As we’re in a Phase 3 program, we do have obligations to do pediatric work, both in focal epilepsy and primary generalized tonic-clonic seizures and Chris can kind of walk you through the extrapolation rule and how we get into younger patients in both of those indications.
Chris Kenney: Sure. Sure. Thanks Ian. So, just kind of high level before I do that. I mean I think we’re already doing — we’re sort of already embarking on our fairly ambitious program, right? I mean typically, doing focal onset seizures and primary generalized tonic-clonic seizures is usually done in series, not in parallel. So, we’re doing that. And then plus we also have the proof of concept going on in MDD. So, there’s, I would say, more than an average amount of activity already. To Ian’s point, you the regulators in the US and in Europe will require specific attention to the pediatric population. And so those conversations are ongoing. It’s fairly regulated because — and we have a strong interest. There’s no reason to think that XEN1101 wouldn’t work in the pediatric population of it gets approved in the adult population. So, all those plans are well underway and sort of adhering to regulatory guidance.
Ian Mortimer: And Brian, maybe lastly, Chris Von Seggern can just give a little bit of perspective at least as it relates to focal epilepsy and primary generalized tonic-clonic seizure, the commercial opportunity. As Chris mentioned, we’ll be moving as agreed upon with the regulators, we’ll be moving into adolescents and then into younger populations as we move ahead with the development. But there are patients that are diagnosed with focal epilepsy and generalized seizures, much younger. So, Chris can comment about some of the commercial dynamics.
Chris Von Seggern: Yes, absolutely. So when you think about the total epilepsy opportunity, you always start with 3 million adults in the US. There are about 300,000 to 400,000 pediatric patients that have durable epilepsy that’s going to fall into the same categories with both focal seizures or generalized seizures. And we believe the value attributes that are associated with XEN1101 as they apply to adults being viewed very favorably. What we’ve heard from our market research in the pediatric populations is those same attributes are actually just as compelling in the pediatric population. So, we’re very excited about that opportunity in both focal onset as well as primary generalized tonic-clonic seizures with the opportunity to move the product into those patients when appropriate.
Brian Abrahams: Very helpful. Thanks again.
Operator: Our next question comes from the line of Tessa Romero from JPMorgan. Please proceed.
Tessa Romero: Yes, good afternoon and team, thanks so much for taking our questions.
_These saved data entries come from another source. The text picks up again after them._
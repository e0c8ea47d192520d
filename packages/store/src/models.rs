//! Session data shared across the workspace.

use serde::{Deserialize, Serialize};

/// Role assigned by the backend. Admins see extra menu entries
/// (user registration); everything else is common to both roles.
#[derive(Debug, Clone, Copy, PartialEq, Eq, Serialize, Deserialize)]
#[serde(rename_all = "SCREAMING_SNAKE_CASE")]
pub enum UserRole {
    Admin,
    Gestor,
}

impl UserRole {
    pub fn is_admin(&self) -> bool {
        matches!(self, UserRole::Admin)
    }

    /// Label shown in the dashboard header.
    pub fn label(&self) -> &'static str {
        match self {
            UserRole::Admin => "Administrador",
            UserRole::Gestor => "Gestor",
        }
    }
}

/// Profile returned by the login endpoint and kept for the session.
#[derive(Debug, Clone, PartialEq, Serialize, Deserialize)]
pub struct UserProfile {
    pub id: i64,
    pub name: String,
    pub email: String,
    pub role: UserRole,
}

/// The persisted session: profile and bearer token, written and cleared
/// as one record so they can never diverge.
#[derive(Debug, Clone, PartialEq, Serialize, Deserialize)]
pub struct SessionRecord {
    pub user: UserProfile,
    pub token: String,
}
So, one from us on the Phase 2 X-NOVA data that we’re expecting here in the third quarter. So, how should we be thinking about how important the totality of the data is that you gather here? Or with respect to your go or no-go decision? And — or is this really just about hitting stat sig on the primary end point of the MADRS? Are there specific endpoints that you think are more important to a no-go decision here? Thanks so much.
Ian Mortimer: Thanks Tessa. I think it’s an important question because I think we’ve used language similar that we believe the totality of not just the data but the analysis of moving into major depressive disorder is multifactorial, and we’re doing a lot of that work right now. So, obviously, we’re running the X-NOVA study to generate important clinical data on MADRS as the primary endpoint as part of the input to the decision-making. But we’re also doing even more commercial work as we think about the opportunity to do registration work, both in epilepsy and depression. We think a lot about the co-morbid population. We know that 30% to 50% of epilepsy patients have the lifetime co-morbidity of depression. And so generating data through X-NOVA could be really important as we continue to think about 1101 also as an epilepsy drug.